EXHIBIT 3.1
                             AMENDED AND RESTATED
                         CERTIFICATE OF INCORPORATION

                                      OF

                            CARREKER-ANTINORI, INC.

     This Amended and Restated Certificate of Incorporation amends and restates
the Certificate of Incorporation, as amended to date, of Carreker-Antinori,
Inc., a corporation originally incorporated in Delaware as "Carreker-Antinori,
Inc." on March 10, 1998.  This Amended and Restated Certificate of
Incorporation has been duly adopted pursuant to Sections 242 and 245 of the
Delaware General Corporation Law.


                                  ARTICLE ONE

                                     NAME

     The name of the corporation is Carreker-Antinori, Inc.

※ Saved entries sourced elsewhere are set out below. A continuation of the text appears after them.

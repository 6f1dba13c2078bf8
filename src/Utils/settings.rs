//! Runtime settings, read from a TOML document.
//!
//! ```toml
//! [logging]
//! level = "debug"      # off, error, warn, info, debug, trace
//! console = true
//! file = "auto"        # a path, or "auto" for log_<date>_<time>.txt
//!
//! [validation]
//! samples = 100        # points compared against finite differences
//! tolerance = 1e-6     # maximal norm of the difference
//! step = 1e-6          # finite difference step
//!
//! [evaluation]
//! parallel_threshold = 1024
//! ```
//! Every section and key is optional; missing ones keep their default value.
use crate::symbolic::errors::ConfigError;
use simplelog::LevelFilter;
use std::path::{Path, PathBuf};
use toml::{Table, Value};

/// Where the file logger writes.
#[derive(Debug, Clone, PartialEq)]
pub enum LogFile {
    Path(PathBuf),
    /// a new file named after the current date and time
    Timestamped,
}

#[derive(Debug, Clone, PartialEq)]
pub struct LogSettings {
    pub level: LevelFilter,
    pub console: bool,
    pub file: Option<LogFile>,
}

impl Default for LogSettings {
    fn default() -> Self {
        Self {
            level: LevelFilter::Info,
            console: true,
            file: None,
        }
    }
}

/// Parameters of the comparison between analytical and numerical derivatives.
#[derive(Debug, Clone, PartialEq)]
pub struct ValidationSettings {
    pub samples: usize,
    pub tolerance: f64,
    pub step: f64,
}

impl Default for ValidationSettings {
    fn default() -> Self {
        Self {
            samples: 100,
            tolerance: 1e-6,
            step: 1e-6,
        }
    }
}

#[derive(Debug, Clone, PartialEq)]
pub struct EvalSettings {
    /// number of points from which grids are evaluated in parallel
    pub parallel_threshold: usize,
}

impl Default for EvalSettings {
    fn default() -> Self {
        Self {
            parallel_threshold: 1024,
        }
    }
}

#[derive(Debug, Clone, PartialEq, Default)]
pub struct Settings {
    pub logging: LogSettings,
    pub validation: ValidationSettings,
    pub evaluation: EvalSettings,
}

impl Settings {
    pub fn from_file(path: impl AsRef<Path>) -> Result<Self, ConfigError> {
        let content = std::fs::read_to_string(path)?;
        Self::from_toml_str(&content)
    }

    pub fn from_toml_str(content: &str) -> Result<Self, ConfigError> {
        let document: Table = content.parse()?;
        let mut settings = Settings::default();

        if let Some(logging) = section(&document, "logging")? {
            if let Some(level) = string(logging, "logging.level")? {
                settings.logging.level = level.parse::<LevelFilter>().map_err(|_| {
                    invalid("logging.level", format!("unknown log level `{}`", level))
                })?;
            }
            if let Some(console) = boolean(logging, "logging.console")? {
                settings.logging.console = console;
            }
            if let Some(file) = string(logging, "logging.file")? {
                settings.logging.file = Some(match file {
                    "auto" => LogFile::Timestamped,
                    path => LogFile::Path(PathBuf::from(path)),
                });
            }
        }

        if let Some(validation) = section(&document, "validation")? {
            if let Some(samples) = integer(validation, "validation.samples")? {
                if samples < 2 {
                    return Err(invalid("validation.samples", "at least 2 points are needed"));
                }
                settings.validation.samples = samples;
            }
            if let Some(tolerance) = positive_float(validation, "validation.tolerance")? {
                settings.validation.tolerance = tolerance;
            }
            if let Some(step) = positive_float(validation, "validation.step")? {
                settings.validation.step = step;
            }
        }

        if let Some(evaluation) = section(&document, "evaluation")? {
            if let Some(threshold) = integer(evaluation, "evaluation.parallel_threshold")? {
                if threshold == 0 {
                    return Err(invalid("evaluation.parallel_threshold", "must be at least 1"));
                }
                settings.evaluation.parallel_threshold = threshold;
            }
        }

        Ok(settings)
    }
}

fn invalid(key: &str, reason: impl Into<String>) -> ConfigError {
    ConfigError::InvalidValue {
        key: key.to_string(),
        reason: reason.into(),
    }
}

fn leaf(key: &str) -> &str {
    key.rsplit('.').next().unwrap_or(key)
}

fn section<'a>(document: &'a Table, name: &str) -> Result<Option<&'a Table>, ConfigError> {
    match document.get(name) {
        None => Ok(None),
        Some(Value::Table(table)) => Ok(Some(table)),
        Some(_) => Err(invalid(name, "expected a table")),
    }
}

fn string<'a>(table: &'a Table, key: &str) -> Result<Option<&'a str>, ConfigError> {
    match table.get(leaf(key)) {
        None => Ok(None),
        Some(Value::String(s)) => Ok(Some(s.as_str())),
        Some(_) => Err(invalid(key, "expected a string")),
    }
}

fn boolean(table: &Table, key: &str) -> Result<Option<bool>, ConfigError> {
    match table.get(leaf(key)) {
        None => Ok(None),
        Some(Value::Boolean(b)) => Ok(Some(*b)),
        Some(_) => Err(invalid(key, "expected a boolean")),
    }
}

fn integer(table: &Table, key: &str) -> Result<Option<usize>, ConfigError> {
    match table.get(leaf(key)) {
        None => Ok(None),
        Some(Value::Integer(i)) => usize::try_from(*i)
            .map(Some)
            .map_err(|_| invalid(key, "expected a non-negative integer")),
        Some(_) => Err(invalid(key, "expected an integer")),
    }
}

fn positive_float(table: &Table, key: &str) -> Result<Option<f64>, ConfigError> {
    let value = match table.get(leaf(key)) {
        None => return Ok(None),
        Some(Value::Float(f)) => *f,
        Some(Value::Integer(i)) => *i as f64,
        Some(_) => return Err(invalid(key, "expected a number")),
    };
    if value > 0.0 {
        Ok(Some(value))
    } else {
        Err(invalid(key, "must be positive"))
    }
}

                                  ARTICLE TWO

                               REGISTERED AGENT

     The address of the corporation's registered office in the State of
Delaware is Corporation Trust Center, 1209 Orange Street, in the County of New
Castle, in the City of Wilmington, Delaware 19801.  The name of the
corporation's registered agent at such address is The Corporation Trust
Company.


                                 ARTICLE THREE

                                    PURPOSE

     The purpose of the corporation is to engage in any lawful act or activity
for which corporations may be organized under the General Corporation Law of
Delaware.


                                 ARTICLE FOUR

                                 CAPITAL STOCK

     The corporation shall have the authority to issue 100,000,000 shares of
Common Stock, par value $0.01 per share.




     The Board of Directors has the authority, without further action by the
stockholders, to issue 2,000,000 shares of Preferred Stock, par value $.01 per
share, in one or more series and to fix the rights, preferences, privileges and
restrictions thereof, including dividend rights, conversion rights, voting
rights, terms of redemption, liquidation preferences, sinking fund terms and
the number of shares constituting any series or the designation of such series,
without any further vote or action by the stockholders.

     At every annual or special meeting of stockholders of the corporation,
every holder of Common Stock shall be entitled to one vote, in person or by
proxy, for each share of Common Stock standing in such holder's name on the
books of the corporation, subject to the rights of the holders of Preferred
Stock.  Subject to the rights of the holders of the Preferred Stock, the Common
Stock shall be entitled to dividends out of funds legally available therefor,
when, as and if declared and paid to the holders of Common Stock, and upon
liquidation, dissolution or winding up of the corporation, to share ratably in
the assets of the corporation.  The Common Stock shall not be redeemable.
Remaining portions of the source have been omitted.